**TASK DIRECTIONS**
When you answer, give every record back exactly as written.

**EXTRACTED INFORMATION**
pub mod analysis;
pub mod error;
pub mod export;
pub mod planning;
pub mod tables;
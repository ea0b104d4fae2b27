use crate::settings::PlanSettings;
use serde::{Deserialize, Serialize};

#[derive(Debug, Serialize, Deserialize)]
pub struct SettingsFile {
    pub schema_version: String,
    #[serde(default)]
    pub settings: PlanSettings,
}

**WRITTEN REPLY**
pub mod analysis;
pub mod error;
pub mod export;
pub mod planning;
pub mod tables;
repository ea0b104d4fae2b27
use crate::settings::PlanSettings;
use serde::{Deserialize, Serialize};

#[derive(Debug, Serialize, Deserialize)]
pub struct SettingsFile {
    pub schema_version: String,
    #[serde(default)]
    pub settings: PlanSettings,
}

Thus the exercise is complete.